Actually, I don't think being even-handed even produces memorable results. Yes, there are optimal PST character builds to extract the most story from the game. Still, the worst character builds in terms of narrative or gameplay experience, still result in a damn good story. I think there needs to be an imbalance, a dynamic range if you will, for there to be a chance at excellence. Why? Because of the second part of the quote that I've bolded, and because there will
never be a game with The Perfect Scheduling, The Perfect Amount of Content and Resources. Games have been this way forever, and by striving for balance, blandness results.
Practically I know you have to consider the fact that you can't serve players up a shitty narrative or a shitty experience. That's fine, make the "worst" narrative/gameplay/C&C experience a player can have acceptable, and their "best" exceptional.
My perception of this is that developers hear players complaining about missing out on content because they didn't have perfect knowledge and didn't do X, Y or Z. These developers, being the reasonable people that they are, think "hum, I can fix that". But there
is no problem to fix, rather that player's expression of frustration is the natural byproduct of someone seeing that they didn't have the same gameplay experience as someone else, and desiring it. That feeling
has to exist in some players when playing a game with challenge and C&C.
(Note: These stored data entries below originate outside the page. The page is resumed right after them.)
impl Scheduler {
    pub fn new(
        db: Database,
        runner: ScanRunner,
        monitors: Arc<MonitorRegistry>,
        clients: Arc<dyn ClientProvider>,
        config: &DaemonConfig,
    ) -> Self {
        Self {
            executor: JobExecutor::new(db.clone(), runner),
            db,
            clients,
            monitors,
            lock_path: config.lock_path.clone(),
            retention_days: config.event_retention_days,
            lock: StdMutex::new(None),
            started: AtomicBool::new(false),
            registrations: Mutex::new(HashMap::new()),
            housekeeping: Mutex::new(None),
        }
    }

    pub fn is_started(&self) -> bool {
        self.started.load(Ordering::SeqCst)
    }

    /// Take the singleton lock and register every enabled job.
    ///
    /// Returns false, without starting anything, when another process
    /// already owns the scheduler.
    pub async fn start(&self) -> WatchResult<bool> {
        if self.is_started() {
            return Ok(true);
        }

        let Some(lock) = SchedulerLock::try_acquire(&self.lock_path)? else {
            warn!("Another process owns the scheduler lock {}; not starting", self.lock_path.display());
            return Ok(false);
        };
        *self.lock.lock().unwrap_or_else(|e| e.into_inner()) = Some(lock);
        self.started.store(true, Ordering::SeqCst);

        self.sync_from_store().await?;
        self.start_housekeeping().await?;

        let active = self.registrations.lock().await.len();
        info!("Scheduler started with {} active jobs", active);
        self.record(
            NewEvent::new("scheduler_started", "scheduler", format!("Scheduler started with {} jobs", active))
                .with_details(json!({ "pid": std::process::id() })),
        );
        Ok(true)
    }

    /// Stop all triggers and monitors and release the lock
    pub async fn shutdown(&self) {
        if !self.started.swap(false, Ordering::SeqCst) {
            return;
        }

        if let Some(trigger) = self.housekeeping.lock().await.take() {
            trigger.stop();
        }
        for (_, registration) in self.registrations.lock().await.drain() {
            if let Some(trigger) = registration.trigger {
                trigger.stop();
            }
        }
        self.monitors.stop_all().await;

        self.record(NewEvent::new("scheduler_stopped", "scheduler", "Scheduler stopped"));
        self.lock.lock().unwrap_or_else(|e| e.into_inner()).take();
        info!("Scheduler stopped");
    }

    pub async fn status(&self) -> SchedulerStatus {
        let mut active_job_ids: Vec<i64> = self.registrations.lock().await.keys().copied().collect();
        active_job_ids.sort_unstable();
        let monitor_job_ids = self.monitors.active_ids().await;
        let owns_lock = self.lock.lock().unwrap_or_else(|e| e.into_inner()).is_some();
        SchedulerStatus {
            running: self.is_started(),
            owns_lock,
            active_job_ids,
            running_job_ids: self.executor.running_ids(),
            monitor_job_ids,
        }
    }

    /// (Re)register the trigger for `job` according to its method
    pub async fn schedule(&self, job: &ScheduledJob) -> WatchResult<()> {
        if !job.enabled {
            self.unschedule(job.id).await;
            return Ok(());
        }

        let mut registrations = self.registrations.lock().await;
        if let Some(previous) = registrations.remove(&job.id) {
            if let Some(trigger) = previous.trigger {
                trigger.stop();
            }
        }

        let trigger = match job.method {
            Method::RestTool => {
                self.monitors.start(job).await?;
                None
            }
            Method::CliTool => {
                self.monitors.stop(job.id).await;
                let recurrence = Recurrence::parse(&job.cron)?;
                Some(self.spawn_cron(job.id, recurrence))
            }
        };

        debug!("Scheduled job {} ({}, {})", job.id, job.method, job.cron);
        registrations.insert(
            job.id,
            Registration {
                updated_at: job.updated_at,
                trigger,
            },
        );
        Ok(())
    }

    /// Remove any trigger or monitor for `job_id`
    pub async fn unschedule(&self, job_id: i64) {
        if let Some(registration) = self.registrations.lock().await.remove(&job_id) {
            if let Some(trigger) = registration.trigger {
                trigger.stop();
            }
        }
        if self.monitors.stop(job_id).await {
            debug!("Stopped monitor for job {}", job_id);
        }
    }

    /// Bring registrations in line with the enabled jobs in the store.
    ///
    /// Jobs are compared by `updated_at`, so edits made by another process
    /// are picked up. A monitor that gave up is not restarted until its job
    /// changes.
    pub async fn sync_from_store(&self) -> WatchResult<()> {
        let enabled = self.db.list_enabled_jobs()?;
        let known: HashMap<i64, DateTime<Utc>> = self
            .registrations
            .lock()
            .await
            .iter()
            .map(|(id, r)| (*id, r.updated_at))
            .collect();

        for (id, _) in known.iter().filter(|(id, _)| !enabled.iter().any(|j| j.id == **id)) {
            info!("Job {} no longer enabled, unscheduling", id);
            self.unschedule(*id).await;
        }

        for job in &enabled {
            if known.get(&job.id) == Some(&job.updated_at) {
                continue;
            }
            if let Err(e) = self.schedule(job).await {
                error!("Failed to schedule job {} ({}): {}", job.id, job.name, e);
            }
        }
        Ok(())
    }

    fn spawn_cron(&self, job_id: i64, recurrence: Recurrence) -> CronTrigger {
        let cancel = CancellationToken::new();
        let executor = self.executor.clone();
        let handle = tokio::spawn(cron_loop(recurrence, cancel.clone(), move || {
            let executor = executor.clone();
            tokio::spawn(async move {
                executor.execute(job_id).await;
            });
        }));
        CronTrigger { cancel, handle }
    }

    async fn start_housekeeping(&self) -> WatchResult<()> {
        let recurrence = Recurrence::parse(HOUSEKEEPING_CRON)?;
        let db = self.db.clone();
        let retention_days = self.retention_days;
        let cancel = CancellationToken::new();
        let handle = tokio::spawn(cron_loop(recurrence, cancel.clone(), move || {
            if let Err(e) = cleanup_events(&db, retention_days) {
                error!("Event cleanup failed: {}", e);
            }
        }));
        *self.housekeeping.lock().await = Some(CronTrigger { cancel, handle });
        Ok(())
    }

    /// Delete system events past the retention window
    pub fn cleanup_events(&self) -> WatchResult<usize> {
        cleanup_events(&self.db, self.retention_days)
    }

    // administrative operations

    fn validate_job(&self, job: &ScheduledJob) -> WatchResult<()> {
        if job.name.trim().is_empty() {
            return Err(WatchError::Validation("job name must not be empty".to_string()));
        }
        if job.ranges.is_empty() {
            return Err(WatchError::Validation("job needs at least one range".to_string()));
        }
        cidr::parse_ranges(&job.ranges)?;
        validate_cron(&job.cron)?;

        if job.method == Method::RestTool && job.enabled {
            self.clients.settings()?;
        }
        self.ensure_single_recon_job(job)
    }

    /// Only one recon job may be enabled at a time
    pub fn ensure_single_recon_job(&self, job: &ScheduledJob) -> WatchResult<()> {
        if job.method != Method::RestTool || !job.enabled {
            return Ok(());
        }
        match self
            .db
            .list_enabled_jobs()?
            .into_iter()
            .find(|other| other.method == Method::RestTool && other.id != job.id)
        {
            Some(other) => Err(WatchError::SchedulingConflict {
                job_id: other.id,
                name: other.name,
            }),
            None => Ok(()),
        }
    }

    pub async fn create_job(&self, new: NewJob) -> WatchResult<ScheduledJob> {
        let now = Utc::now();
        let draft = ScheduledJob {
            id: 0,
            name: new.name.trim().to_string(),
            ranges: new.ranges.clone(),
            method: new.method,
            params: new.params.clone(),
            cron: new.cron.trim().to_string(),
            enabled: new.enabled,
            last_run_at: None,
            created_at: now,
            updated_at: now,
        };
        self.validate_job(&draft)?;

        let job = self.db.create_job(&NewJob {
            name: draft.name,
            cron: draft.cron,
            ..new
        })?;
        info!("Created job {} ({})", job.id, job.name);
        self.apply(&job).await;
        Ok(job)
    }

    pub async fn update_job(&self, id: i64, update: JobUpdate) -> WatchResult<ScheduledJob> {
        let current = self.db.require_job(id)?;
        let next = update.apply_to(&current);
        self.validate_job(&next)?;

        let job = self.db.save_job(&next)?;
        info!("Updated job {} ({})", job.id, job.name);
        self.apply(&job).await;
        Ok(job)
    }

    /// Flip `enabled`
    pub async fn toggle_job(&self, id: i64) -> WatchResult<ScheduledJob> {
        let current = self.db.require_job(id)?;
        self.update_job(
            id,
            JobUpdate {
                enabled: Some(!current.enabled),
                ..Default::default()
            },
        )
        .await
    }

    pub async fn delete_job(&self, id: i64) -> WatchResult<()> {
        self.unschedule(id).await;
        if !self.db.delete_job(id)? {
            return Err(WatchError::NotFound(format!("job {}", id)));
        }
        info!("Deleted job {}", id);
        Ok(())
    }

    /// Fire an nmap job now on a background task
    pub fn trigger_job(&self, id: i64) -> WatchResult<()> {
        self.check_triggerable(id)?;
        let executor = self.executor.clone();
        tokio::spawn(async move {
            executor.execute(id).await;
        });
        Ok(())
    }

    /// Fire an nmap job now and wait for it
    pub async fn run_job_now(&self, id: i64) -> WatchResult<Option<JobExecution>> {
        self.check_triggerable(id)?;
        Ok(self.executor.execute(id).await)
    }

    fn check_triggerable(&self, id: i64) -> WatchResult<ScheduledJob> {
        let job = self.db.require_job(id)?;
        if job.method == Method::RestTool {
            return Err(WatchError::Validation(format!(
                "job {} runs continuously; enable or disable it instead",
                id
            )));
        }
        if !job.enabled {
            return Err(WatchError::Validation(format!("job {} is disabled", id)));
        }
        Ok(job)
    }

    async fn apply(&self, job: &ScheduledJob) {
        if !self.is_started() {
            return;
        }
        if let Err(e) = self.schedule(job).await {
            error!("Failed to schedule job {} ({}): {}", job.id, job.name, e);
        }
    }

    /// Log lines for a job: the monitor journal for recon jobs, the last
    /// execution for nmap jobs
    pub fn job_logs(&self, id: i64, kind: JournalKind) -> WatchResult<Vec<String>> {
        let job = self.db.require_job(id)?;
        if job.method == Method::RestTool {
            return Ok(self.monitors.logs(id, kind));
        }
        Ok(self
            .db
            .executions(id, 1)?
            .first()
            .map(render_execution)
            .unwrap_or_default())
    }

    /// Persist new recon settings and restart the monitors that use them
    pub async fn apply_recon_settings(&self, settings: &ReconSettings) -> WatchResult<()> {
        settings.validate()?;
        self.db.save_recon_settings(settings)?;
        self.clients.invalidate().await;

        let mut restarted = Vec::new();
        if self.is_started() {
            for job in self.db.list_enabled_jobs()? {
                if job.method != Method::RestTool {
                    continue;
                }
                match self.schedule(&job).await {
                    Ok(()) => restarted.push(job.id),
                    Err(e) => error!("Failed to restart job {}: {}", job.id, e),
                }
            }
        }

        self.record(
            NewEvent::new("recon_settings_updated", "config", "Recon connection settings updated").with_details(
                json!({
                    "scan_url": settings.scan_url,
                    "ban_url": settings.ban_url,
                    "probe_mode": settings.probe_mode.as_str(),
                    "restarted_jobs": restarted,
                }),
            ),
        );
        Ok(())
    }

    fn record(&self, event: NewEvent) {
        if let Err(e) = self.db.record_event(&event) {
            warn!("Failed to record system event: {}", e);
        }
    }
}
Look at some classic games, were they even-handed with the reactivity and gameplay experience? Fallout's low intelligence dialogue certainly has no other in-game cosmetic reactivity aspects that correspond to the amount of time it must have taken to implement it, or for such a game-changing player experience. It was imbalanced, and it was amazing. Did a sneaking small guns traps character have about the same experience as a speech, science and energy weapons character? Absolutely not, and again, the resulting diversity in gameplay benefitted from the relatively weakness of skills like traps, outdoorsman, sneak etc because characters built using those skills resulted in manifestly different gameplay experiences. Think of the the Malkavians dialogue in Bloodlines, that's another massively imbalanced piece of cosmetic reactivity (in terms of development time) that is consistently brought up as one of the best parts of the game.
In general, a completel lack of balanced gameplay experience has contributed to the longevity of a lot of classic RPGs, including Baldur's Gate 1 and IWD 1. Those games absolutely
punish the player for bad character development choices and not exploring the world. These classic games all have massive imbalances in terms of reactivity, narrative or gameplay experience, across player populations, and are adored. I can't think of a single RPG that that treated the player experience with even-handedness that is loved the way these other games are.
I think that the idea that even-handedness, balance, however you think of it - the idea that it improves RPGs is a fallacy.
/rant off, thanks again!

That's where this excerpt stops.